Personal injury lawyers must remember the importance of claimants’ leisure plans
By Bill Braithwaite QC
I have spent the past quarter of a century seeing families dealing with the victims of catastrophic brain injuries. The main focus of our discussions has been that they need to have a plan for the whole of an injured person’s life, even if that stretches over 50 years.
Because most of my clients are too badly injured to ever work, leisure becomes an important part of the plan. How will they fill their days with real enjoyment and without boredom and frustration?
I must have discussed an awful lot of leisure activities, and most of them are outdoors. One of my earliest clients became an avid fell walker, and that ticked all the boxes for him: exhilarating in all weathers, and giving a variable range of experience, wonderful settings, tranquillity, and healing.
Other outdoor activities known to make a positive difference include canoeing, hand biking, cycling, rock climbing, orienteering, sailing and horse riding.
So, when I discovered that a brain injury rehabilitation unit was to be opened in the Lake District, based on existing outdoor activities, I was excited about the role it could play in accelerating recovery from brain injury.
A wide range of research suggests that physical exercise has a positive effect on mental alertness, mood, self-esteem and self-worth in all age groups. Studies on the benefits of activity in addressing problems associated with traumatic brain injury also highlight improvements in self-confidence, increased control, memory and planning.
A British pilot programme involving participation in outdoor adventure courses revealed a high level of achievement on specific and mainly practical goals.
The strength of the project was partly in the motivation provided by the outdoor activity course, which encouraged participants to work towards broader goals. Motivation can be hugely important after a severe brain injury.
Experiential learning and rehabilitation through outdoor activity is about improvements in self-esteem, self-awareness and self-confidence, lifting of mood and clinical depression, as well as cognitive improvements. Importantly, learning can then be internalised and applied to daily life.

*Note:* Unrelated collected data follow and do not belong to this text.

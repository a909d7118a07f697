//! Settings form layout.
//!
//! Six sections, each with an enable checkbox and zero to two dependent
//! text areas. Dependent fields are only shown while their checkbox is on,
//! which is also the rule that makes their content count at render time.
//!
//! This table is the single source of field names for sanitizing and for
//! the `show` command.

use super::record::{Record, is_truthy};

/// What a text area holds, and therefore how it is sanitized.
#[derive(Debug, Clone, Copy, PartialEq, Eq)]
pub enum FieldKind {
    /// Asset handles, one per line.
    Handles,
    /// Absolute URLs, root-relative paths or theme-relative asset paths.
    Urls,
}

/// A dependent text area.
#[derive(Debug, Clone, Copy)]
pub struct Field {
    pub key: &'static str,
    pub label: &'static str,
    pub help: &'static str,
    pub kind: FieldKind,
}

/// One settings section.
#[derive(Debug, Clone, Copy)]
pub struct Section {
    pub id: &'static str,
    pub title: &'static str,
    pub description: &'static str,
    /// Key of the enable checkbox.
    pub toggle: &'static str,
    pub fields: &'static [Field],
}

impl Section {
    /// Whether the section's checkbox is on in `record`.
    pub fn is_enabled(&self, record: &Record) -> bool {
        is_truthy(record.get(self.toggle))
    }

    /// Fields shown for `record`: all of them when enabled, none otherwise.
    pub fn visible_fields(&self, record: &Record) -> &'static [Field] {
        if self.is_enabled(record) {
            self.fields
        } else {
            &[]
        }
    }
}

pub const SECTIONS: &[Section] = &[
    Section {
        id: "dequeue-stylesheets",
        title: "Dequeue Stylesheets",
        description: "Remove unused stylesheets from loading on your site.",
        toggle: "dequeue_stylesheets_enabled",
        fields: &[Field {
            key: "dequeue_stylesheets_handles",
            label: "Stylesheet Handles",
            help: "stylesheet handles to dequeue, one per line",
            kind: FieldKind::Handles,
        }],
    },
    Section {
        id: "dequeue-scripts",
        title: "Dequeue Scripts",
        description: "Remove unused scripts from loading on your site.",
        toggle: "dequeue_scripts_enabled",
        fields: &[Field {
            key: "dequeue_scripts_handles",
            label: "Script Handles",
            help: "script handles to dequeue, one per line",
            kind: FieldKind::Handles,
        }],
    },
    Section {
        id: "defer-stylesheets",
        title: "Globally Defer Stylesheets",
        description: "Defer non-critical stylesheets. Stylesheets NOT in the render-blocking list are deferred.",
        toggle: "defer_stylesheets_enabled",
        fields: &[Field {
            key: "defer_stylesheets_blocking_handles",
            label: "Render-Blocking Handles",
            help: "stylesheet handles that stay render-blocking, one per line",
            kind: FieldKind::Handles,
        }],
    },
    Section {
        id: "defer-scripts",
        title: "Globally Defer Scripts",
        description: "Defer non-critical scripts through the loading-strategy API. Scripts NOT in the blocking list are deferred.",
        toggle: "defer_scripts_enabled",
        fields: &[Field {
            key: "defer_scripts_blocking_handles",
            label: "Blocking Script Handles",
            help: "script handles that must not be deferred, one per line",
            kind: FieldKind::Handles,
        }],
    },
    Section {
        id: "gutenberg-css",
        title: "Load Block CSS Inline",
        description: "Load block stylesheets only when the block is used on the page.",
        toggle: "gutenberg_css_inline_enabled",
        fields: &[],
    },
    Section {
        id: "preload-assets",
        title: "Preload Assets",
        description: "Preload critical assets like stylesheets and fonts to improve LCP.",
        toggle: "preload_assets_enabled",
        fields: &[
            Field {
                key: "preload_css_handles",
                label: "CSS Handles",
                help: "stylesheet handles to preload, one per line",
                kind: FieldKind::Handles,
            },
            Field {
                key: "preload_custom_urls",
                label: "Custom URLs",
                help: "URLs to preload (fonts etc.), one per line; /root-relative or theme-relative paths allowed",
                kind: FieldKind::Urls,
            },
        ],
    },
];

/// Iterate every dependent text field across all sections.
pub fn text_fields() -> impl Iterator<Item = &'static Field> {
    SECTIONS.iter().flat_map(|s| s.fields.iter())
}

#[cfg(test)]
mod tests {
    use super::*;
    use serde_json::json;

    #[test]
    fn test_six_sections_six_text_fields() {
        assert_eq!(SECTIONS.len(), 6);
        assert_eq!(text_fields().count(), 6);
        assert_eq!(
            text_fields().filter(|f| f.kind == FieldKind::Urls).count(),
            1
        );
    }

    #[test]
    fn test_visible_fields_follow_toggle() {
        let preload = SECTIONS.iter().find(|s| s.id == "preload-assets").unwrap();
        let mut record = Record::new();
        assert!(preload.visible_fields(&record).is_empty());

        record.insert("preload_assets_enabled".into(), json!(1));
        assert_eq!(preload.visible_fields(&record).len(), 2);
    }
}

Every year in Britain, more than 300,000 people suffer life-changing brain injuries. They face a long and difficult road to recovery, often with limited support.
Thanks to advances by clinicians and academics, lawyers have the opportunity to support their brain-injured clients by recognising the value of rehabilitation programmes that incorporate physical activities in the outdoors.
As always, claimant lawyers should claim for the cost of optimal outdoor rehabilitation, coupled with maintenance top-up, for life.
Bill Braithwaite QC, is head of Exchange Chambers and a trustee of the Lake District Calvert Trust, where he is an adviser to Calvert Reconnections, Britain’s first intensive acquired brain injury rehabilitation centre.